3- Koronavirüs pandemisi dünya kapitalist krizini tetikleyen bir unsur oldu. Pandeminin yol açtığı buhran nedeniyle, ILO’ya göre, en az 25 milyon insan daha işsiz kalacak. Dünya eskisi gibi olmayacak. Ancak emperyalizm ve IMF, her zaman olduğu gibi, büyük işadamları ve çokuluslu şirketler için milyonluk kurtarma paketleri öneriyor ve kapitalist krizin bedelinin dünya halklarına ödetilmesini savunuyor. Pandemi, sağlık sistemlerinde yapılan kesintilerin ne kadar korkunç sonuçlar yarattığını ortaya koydu. Son on yılda İtalya’da hastanelerde 37 milyar avro kesinti yapıldı. İngiltere ve İtalya’da hastanelerdeki yatak sayısı %30 azaldı. Amerika Birleşik Devletleri’nde nüfusun üçte biri sağlık sigortasına sahip değil. Macri’nin dört yılı boyunca yönettiği Arjantin’de ulusal sağlık bütçesi bu süreçte reel olarak %25 küçüldü; 2003’ten bugüne Peronistlerin veya Macri’cilerin yönettiği Buenos Aires eyaletindeyse sağlık bütçesi %5 azaltıldı. Benzer bir durum tüm eyaletlerde yaşandı. Bu nedenle Ulusal Laboratuvarlar ve Sağlık Kurumları İdaresi gibi farklı hastane ve kurumlardaki sağlık personeli, kaynak eksikliği, güvenlik sorunları ve iş sözleşmesi sistemi nedeniyle protestolar gerçekleştiriyor. Alberto Fernandez’in karantina uygulamasını açıkladığı esnada insanlar sağlık çalışanlarının emeklerini alkışlıyordu; İtalyan kentlerinde, Madrid’de ve başka başkentlerde gerçekleştirilen bu alkış eylemi aslen sağlık emekçilerinin talepleri tam olarak karşılandığı zaman hedefine ulaşacaktır.

Hükümet tarafından sağlık bütçesine ek olarak açıklanan acil durum ödeneği son derece düşük: Sadece 1,7 milyar Arjantin pesosu. Oysa yeni hükümet göreve başladığından beri her gün dış borç için bu miktarın iki katını ödüyor. Buenos Aires valisi Kicilloff 250 milyon dolar borç ödemesi yaptı, merkezi hükümet geçen ay faiz ödemelerine 40 milyar peso ayırdı ve 2019 sonunda kabul edilen Acil Durum Yasası’nda yine faiz ödemlerine 4,5 milyar dolar ayrıldı. Hükümet emekli maaşlarında kesintiye giderken, petrol ve madencilik şirketlerinin vergi borçlarını affediyor ve bankaların gelir vergisini erteliyor. Demek ki hükümetin öncelikleri belli.
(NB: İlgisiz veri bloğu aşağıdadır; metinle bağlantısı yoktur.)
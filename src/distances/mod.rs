mod rgbdistance;

pub use rgbdistance::RgbDistance;
use thiserror::Error;

/// Errors reported by a k-means calculation.
///
/// All of them are input-validation failures, detected before the first iteration starts.
/// Reaching the iteration limit without convergence is not an error.
#[derive(Clone, Debug, PartialEq, Eq, Error)]
pub enum KMeansError {
    /// Fewer observations than requested clusters were supplied.
    #[error("too few observations for k ({observations} < {k})")]
    InsufficientObservations { observations: usize, k: usize },
    /// A parameter was out of its valid range (e.g. `k == 0` or `max_iter == 0`).
    #[error("invalid parameter: {0}")]
    InvalidParameter(&'static str),
}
4- Hükümetler durumdan istifade edip, güvenlik güçlerinin ve silahlı kuvvetlerin sokağa hâkimiyetine olanak tanıyan ulusal acil durum ve olağanüstü haller ilan ederek her türlü protestoyu engelliyor ve sosyal hayatı zapturapt altına alıyor. Bütün iktidar yürütme erkinde yoğunlaşıyor ve Arjantin’de de görüldüğü üzere sözde “cumhuriyetçi” Fernandez ve valilerin emriyle kongreler ve yasama organlarının işleyişi askıya alınıyor. Hükümet “evde kalın” çağrısı yapıyor, ama kamu sağlığı sistemindeki yıkımı aşmaya uğraşmıyor ve krizle mücadele etmek için yapısal önlemler almıyor. Kısmen bile olsa emekçi kitlelerin sorunlarını ortaya koymaktan uzak duran CGT (Genel Emek Konfederasyonu) ve CTA (Arjantin Emekçileri Merkezi) ise, bu krizin faturasının da işçilere kesilmemesi için tam da işbirlikçi tutumlarından vazgeçmeleri ve işçilerin talep ve şikayetlerini sahiplenmeleri gereken bir zamanda, hâlâ hükümeti desteklemeye devam ediyor.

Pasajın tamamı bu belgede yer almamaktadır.